Pioneering British cave diver

Francis Graham Balcombe (8 March 1907 – 19 March 2000) was a pioneer of cave diving in the United Kingdom and a founder of the Cave Diving Group together with Jack Sheppard.

== Life and career ==
Balcombe began rock climbing in the English Lake District in the 1920s as a Boy Scout. Balcombe continued his love affair with the Lakeland crags during an early posting to Reading, Berkshire, by joining a mountaineering group which later became the Tricouni Club. Balcombe was one of the most technically gifted rock climbers of the early 1930s, pioneering three Lakes climbing routes (Buttonhook HVS, Engineers Slabs, VS and Central Buttress Direct Finish HVS) that were technically far ahead of their time during a two-week period in 1934. In 1936 Balcombe lead a party of German climbers on a visit to the Lake district in what was to be his last significant contribution to the activity.
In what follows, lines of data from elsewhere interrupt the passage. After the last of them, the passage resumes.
//! Local player discovery with bounded retries.
//!
//! The local character usually spawns after the subsystem starts, so the
//! connector polls for it every `retry_delay` up to `max_attempts` times. A
//! connected character that disappears (scene reload) re-arms the search.

use headgear_common::{Backend, CharacterHandle, ConnectionSettings};
use std::time::Duration;

#[derive(Debug, Clone, Copy, PartialEq, Eq)]
pub enum ConnectionState {
    Searching { attempts: u32 },
    Connected(CharacterHandle),
    GaveUp { attempts: u32 },
}

pub struct PlayerConnector {
    settings: ConnectionSettings,
    state: ConnectionState,
    next_attempt: Duration,
}

impl PlayerConnector {
    pub fn new(settings: ConnectionSettings) -> Self {
        Self {
            settings,
            state: ConnectionState::Searching { attempts: 0 },
            next_attempt: Duration::ZERO,
        }
    }

    pub fn state(&self) -> ConnectionState {
        self.state
    }

    pub fn character(&self) -> Option<CharacterHandle> {
        match self.state {
            ConnectionState::Connected(character) => Some(character),
            _ => None,
        }
    }

    /// Start searching again from the first attempt.
    pub fn rearm(&mut self, now: Duration) {
        self.state = ConnectionState::Searching { attempts: 0 };
        self.next_attempt = now;
    }

    /// Returns the character on the tick it is first found.
    pub fn poll(&mut self, backend: &dyn Backend, now: Duration) -> Option<CharacterHandle> {
        match self.state {
            ConnectionState::Connected(character) => {
                if !backend.is_live(character.key()) {
                    tracing::warn!("Local character went away, searching again");
                    self.rearm(now);
                }
                None
            }
            ConnectionState::GaveUp { .. } => None,
            ConnectionState::Searching { attempts } => {
                if now < self.next_attempt {
                    return None;
                }
                let attempts = attempts + 1;

                if let Some(character) = backend.local_character() {
                    tracing::info!(
                        "Found local character '{}' after {} attempt(s)",
                        backend.character_name(character).unwrap_or_default(),
                        attempts
                    );
                    self.state = ConnectionState::Connected(character);
                    return Some(character);
                }

                if attempts >= self.settings.max_attempts {
                    tracing::warn!(
                        "Local character not found after {} attempts, giving up",
                        attempts
                    );
                    self.state = ConnectionState::GaveUp { attempts };
                } else {
                    tracing::debug!("Local character not spawned yet (attempt {})", attempts);
                    self.state = ConnectionState::Searching { attempts };
                    self.next_attempt = now
                        .checked_add(self.settings.retry_delay())
                        .unwrap_or(Duration::MAX);
                }
                None
            }
        }
    }
}
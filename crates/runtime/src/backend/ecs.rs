//! # Runtime A Adapter
//!
//! Implements [`Backend`] over a shared Bevy [`World`]. Characters, bones,
//! bundles and device instances are entities; the mixer is a resource, so it
//! gets a registry entry of its own.

use bevy::camera::visibility::RenderLayers;
use bevy::prelude::*;
use headgear_common::{
    AudioChannel, AudioMixerCapability, AudioMixerHandle, AvatarCapability, AvatarHandle, Backend,
    BundleCapability, BundleHandle, CameraCapability, CameraHandle, CameraMode, CameraSnapshot,
    CharacterCapability, CharacterHandle, DeviceHandle, MusicPlayerCapability, NativeKey,
    ObjectCategory, RuntimeVariant, SceneCapability, TemplateHandle, TransformHandle,
};
use headgear_host::ecs::{
    self, AvatarRig, EcsError, LocalPlayer, MaterialSlots, MixerChannels, MusicPlayer,
    PersistAcrossScenes, PlayerCamera, PlayerCharacter, Prefab, SharedWorld, ViewKind,
};
use parking_lot::Mutex;
use std::path::Path;
use std::sync::atomic::{AtomicBool, Ordering};

use super::{BackendError, HandleRegistry};

/// What a registry key points at in the world.
#[derive(Debug, Clone, Copy, PartialEq, Eq, Hash)]
enum EcsRef {
    Entity(Entity),
    Mixer,
}

// ============================================================================
// Method Table
// ============================================================================

/// Native entry points, resolved once per adapter.
struct EcsMethodTable {
    version: u32,
    load_bundle: fn(&mut World, &Path) -> Result<Entity, EcsError>,
    load_asset: fn(&mut World, Entity, &str) -> Result<Entity, EcsError>,
    load_all_assets: fn(&mut World, Entity, ObjectCategory) -> Result<Vec<Entity>, EcsError>,
    unload_bundle: fn(&mut World, Entity, bool) -> Result<(), EcsError>,
    instantiate: fn(&mut World, Entity) -> Result<Entity, EcsError>,
}
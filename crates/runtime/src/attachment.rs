//! # Attachment Controller
//!
//! Owns at most one device instance. Attaching instantiates the template,
//! parents it under the resolved anchor, applies the configured offset and
//! materials, and marks it persistent. Any failure on the way destroys the
//! partial instance before the controller reports `Failed`.

use headgear_common::{
    AnchorSettings, AttachmentSettings, Backend, CharacterHandle, DeviceHandle, TemplateHandle,
    TransformHandle,
};
use std::fmt;
use std::time::Duration;

use crate::anchor::{AnchorResolution, AnchorResolver};
use crate::error::AttachError;

#[derive(Debug, Clone, PartialEq)]
pub enum AttachmentState {
    Detached,
    Attaching,
    Attached {
        instance: DeviceHandle,
        anchor: AnchorResolution,
        character: CharacterHandle,
        attached_at: Duration,
    },
    DetachingFromAnchor,
    Failed {
        last_error: String,
    },
}

impl fmt::Display for AttachmentState {
    fn fmt(&self, f: &mut fmt::Formatter<'_>) -> fmt::Result {
        match self {
            AttachmentState::Detached => f.write_str("Detached"),
            AttachmentState::Attaching => f.write_str("Attaching"),
            AttachmentState::Attached { anchor, .. } => write!(
                f,
                "Attached ({}, confidence {})",
                anchor.strategy, anchor.confidence
            ),
            AttachmentState::DetachingFromAnchor => f.write_str("DetachingFromAnchor"),
            AttachmentState::Failed { last_error } => write!(f, "Failed: {}", last_error),
        }
    }
}

/// Material names for one renderer after applying `settings`.
///
/// Matching slot counts take the configured table slot by slot. On a
/// mismatch the first `min(slots, configured)` slots get the default
/// material and any remaining slots keep their original.
pub fn configured_slots(original: &[String], settings: &AttachmentSettings) -> Vec<String> {
    let configured = &settings.materials;
    if configured.is_empty() {
        return original.to_vec();
    }
    if original.len() == configured.len() {
        return configured.clone();
    }
    original
        .iter()
        .enumerate()
        .map(|(slot, name)| {
            if slot < configured.len() {
                settings.default_material.clone()
            } else {
                name.clone()
            }
        })
        .collect()
}

/// Renderer slots of one instance node as they came out of the template.
type OriginalSlots = Vec<(TransformHandle, Vec<String>)>;

pub struct AttachmentController {
    state: AttachmentState,
    settings: AttachmentSettings,
    resolver: AnchorResolver,
    original_slots: OriginalSlots,
}
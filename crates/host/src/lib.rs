//! # Headgear Host Runtimes
//!
//! The game ships with one of two scripting runtimes. Their object models
//! have nothing in common, which is why Headgear talks to them only through
//! the adapters in `headgear-runtime`.
//!
//! - [`ecs`]: Runtime A. A Bevy [`World`](bevy::ecs::world::World) where
//!   characters, bones and bundles are entities.
//! - [`retained`]: Runtime B. A retained object tree addressed by
//!   generation-checked [`ObjectId`](retained::ObjectId)s whose calls fail with
//!   [`NativeError`](retained::NativeError) instead of panicking.
//!
//! Both modules also carry scene-building helpers (characters from a
//! [`CharacterBlueprint`], cameras, mixers) used by hosts and tests.

pub mod ecs;
pub mod retained;

use headgear_common::PrefabNode;

/// Description of a character to spawn into either runtime.
#[derive(Debug, Clone)]
pub struct CharacterBlueprint {
    pub name: String,
    /// Transform hierarchy under the character root
    pub skeleton: PrefabNode,
    /// Whether the character gets a skeletal avatar component
    pub has_avatar: bool,
    /// Name of the skeleton node the avatar designates as head bone
    pub head_bone: Option<String>,
    /// Survives scene unloads
    pub persistent: bool,
}

impl CharacterBlueprint {
    /// Humanoid with an avatar whose head bone is `Head`.
    pub fn humanoid(name: &str) -> Self {
        Self {
            name: name.to_string(),
            skeleton: PrefabNode::new("Hips").with_child(
                PrefabNode::new("Spine").with_child(
                    PrefabNode::new("Neck")
                        .with_child(PrefabNode::new("Head").with_translation([0.0, 0.1, 0.0])),
                ),
            ),
            has_avatar: true,
            head_bone: Some("Head".to_string()),
            persistent: true,
        }
    }

    pub fn with_skeleton(mut self, skeleton: PrefabNode) -> Self {
        self.skeleton = skeleton;
        self
    }

    /// Drop the avatar component; anchors must then come from name search.
    pub fn without_avatar(mut self) -> Self {
        self.has_avatar = false;
        self.head_bone = None;
        self
    }

    pub fn with_head_bone(mut self, name: Option<&str>) -> Self {
        self.head_bone = name.map(str::to_string);
        self
    }

    pub fn transient(mut self) -> Self {
        self.persistent = false;
        self
    }
}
Balcombe worked for the Post Office as a telecommunications engineer where he met Jack Sheppard. The pair became rock climbing partners and while based in Bristol became interested in the caves of the Mendip Hills, particularly Swildon's Hole which they believed connected to the Cheddar Caves. At the time, the limit of exploration was a flooded underwater passage or "syphon" (sump).

Various attempts were made pass this obstacle, at first using explosives and then by diving. Initial attempts were unsuccessful and Balcombe's attentions moved to Wookey Hole where standard diving dress was used to explore upstream from the limit of the Show Cave at Chamber 3 as far as the Seventh Chamber.

During the Second World War, Balcombe was stationed in Harrogate, North Yorkshire, where he continued to develop his diving equipment, which was put to use at local sites such as Alum Pot, Keld Head and Goyden Pot. After the war Balcombe co-founded the Cave Diving Group in 1946. He ran operations from his base in London and remained involved in cave diving up to his retirement from the activity in 1957.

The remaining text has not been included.